Interoperable and scalable metabolomics data analysis with microservices
Khoonsari PE, Moreno P, Bergmann S, Burman J, Capuccini M, Carone M, Cascante M, De Atauri P, Foguet C, Gonzalez-Beltran A, Hankemeier T, Haug K, He S, Herman S, Johnson D, Kale N, Larsson A, Neumann S, Peters K, Pireddu L, Rocca-Serra P, Roger P, Rueedi R, Ruttkies C, Sadawi N, Salek RM, Sansone SA, Schober D, Selivanov V, Thévenot EA, Van Vliet M, Zanetti G, Steinbeck C, Kultima K, Spjuth O.
Interoperable and scalable metabolomics data analysis with microservices.
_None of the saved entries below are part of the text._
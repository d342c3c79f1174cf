use crate::engine::config::{FieldSpec, Protocol, ScenarioSpec};
use std::time::Duration;
use thiserror::Error;

/// Upper bound on values materialised for a single field.
const MAX_SCENARIO_VALUES: usize = 1_000_000;

#[derive(Debug, Error)]
pub enum ScenarioError {
    #[error("scenarios can only be created after a config file has been parsed")]
    NoConfigFile,
    #[error("field `{0}` is defined more than once")]
    DuplicateLabel(String),
    #[error("field `{label}` has no values")]
    Empty { label: String },
    #[error("field `{label}` contains a value that is not a scalar")]
    NonScalarValue { label: String },
    #[error("field `{label}` has a range step of zero")]
    ZeroStep { label: String },
    #[error("field `{label}` range {start}..={end} never reaches its end with step {step}")]
    UnreachableEnd {
        label: String,
        start: i64,
        end: i64,
        step: i64,
    },
    #[error("field `{label}` would generate more than {MAX_SCENARIO_VALUES} values")]
    TooManyValues { label: String },
    #[error("field `{label}` has an invalid interval of {interval} seconds")]
    InvalidInterval { label: String, interval: f64 },
}

/// Value stream of a single protocol field.
///
/// Once every value has been handed out the scenario is exhausted and keeps
/// reporting its last value.
#[derive(Debug, Clone, PartialEq)]
pub struct Scenario {
    label: String,
    protocol: Protocol,
    interval: Duration,
    values: Vec<String>,
    cursor: usize,
}

impl Scenario {
    pub fn from_spec(field: &FieldSpec) -> Result<Self, ScenarioError> {
        let label = field.label.clone();
        let interval = Duration::try_from_secs_f64(field.interval)
            .ok()
            .filter(|d| !d.is_zero())
            .ok_or_else(|| ScenarioError::InvalidInterval {
                label: label.clone(),
                interval: field.interval,
            })?;

        let values = match &field.scenario {
            ScenarioSpec::Sequence { values } => values
                .iter()
                .map(|v| scalar_to_string(v, &label))
                .collect::<Result<Vec<_>, _>>()?,
            ScenarioSpec::Constant { value, count } => {
                let count = *count as usize;
                if count > MAX_SCENARIO_VALUES {
                    return Err(ScenarioError::TooManyValues { label });
                }
                vec![scalar_to_string(value, &label)?; count]
            }
            ScenarioSpec::Range { start, end, step } => {
                expand_range(&label, field.protocol, *start, *end, *step)?
            }
        };
        if values.is_empty() {
            return Err(ScenarioError::Empty { label });
        }

        Ok(Self {
            label,
            protocol: field.protocol,
            interval,
            values,
            cursor: 0,
        })
    }

    pub fn label(&self) -> &str {
        &self.label
    }

    pub fn protocol(&self) -> Protocol {
        self.protocol
    }

    pub fn interval(&self) -> Duration {
        self.interval
    }

    /// The most recently generated value, or the first one if none was generated yet.
    pub fn current(&self) -> &str {
        let idx = self.cursor.saturating_sub(1);
        &self.values[idx]
    }

    /// Generate the next value.
    pub fn next_value(&mut self) -> &str {
        if self.cursor < self.values.len() {
            self.cursor += 1;
        }
        self.current()
    }

    pub fn is_exhausted(&self) -> bool {
        self.cursor >= self.values.len()
    }
}

fn scalar_to_string(value: &serde_yaml::Value, label: &str) -> Result<String, ScenarioError> {
    match value {
        serde_yaml::Value::String(s) => Ok(s.clone()),
        serde_yaml::Value::Number(n) => Ok(n.to_string()),
        serde_yaml::Value::Bool(b) => Ok(if *b { "ON" } else { "OFF" }.to_string()),
        _ => Err(ScenarioError::NonScalarValue {
            label: label.to_string(),
        }),
    }
}

fn expand_range(
    label: &str,
    protocol: Protocol,
    start: i64,
    end: i64,
    step: i64,
) -> Result<Vec<String>, ScenarioError> {
    if step == 0 {
        return Err(ScenarioError::ZeroStep {
            label: label.to_string(),
        });
    }
    if (end > start && step < 0) || (end < start && step > 0) {
        return Err(ScenarioError::UnreachableEnd {
            label: label.to_string(),
            start,
            end,
            step,
        });
    }
    let steps = end.abs_diff(start) / step.unsigned_abs();
    if steps >= MAX_SCENARIO_VALUES as u64 {
        return Err(ScenarioError::TooManyValues {
            label: label.to_string(),
        });
    }
    let len = steps as usize + 1;

    Ok((0..len as i64)
        .map(|i| start + i * step)
        .map(|v| match protocol {
            Protocol::Text => v.to_string(),
            Protocol::Hex => format!("{:04X}", v),
        })
        .collect())
}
bioRxiv. 213603 (2017). DOI: 10.1101/213603
Developing a robust and performant data analysis workflow that integrates all necessary components whilst still being able to scale over multiple compute nodes is a challenging task. We here present a generic method based on the microservice architecture, where software tools are encapsulated as Docker containers that can be connected into scientific workflows and executed in parallel using the Kubernetes container orchestrator. The method was developed within the PhenoMeNal consortium to support flexible metabolomics data analysis and was designed as a virtual research environment which can be launched on-demand on cloud resources and desktop computers. IT-expertise requirements on the user side are kept to a minimum, and established workflows can be re-used effortlessly by any novice user. We validate our method on two mass spectrometry studies, one nuclear magnetic resonance spectroscopy study and one fluxomics study, showing that the method scales dynamically with increasing availability of computational resources. We achieved a complete integration of the major software suites resulting in the first turn-key workflow encompassing all steps for mass-spectrometry-based metabolomics including preprocessing, multivariate statistics, and metabolite identification. Microservices is a generic methodology that can serve any scientific discipline and opens up for new types of large-scale integrative science.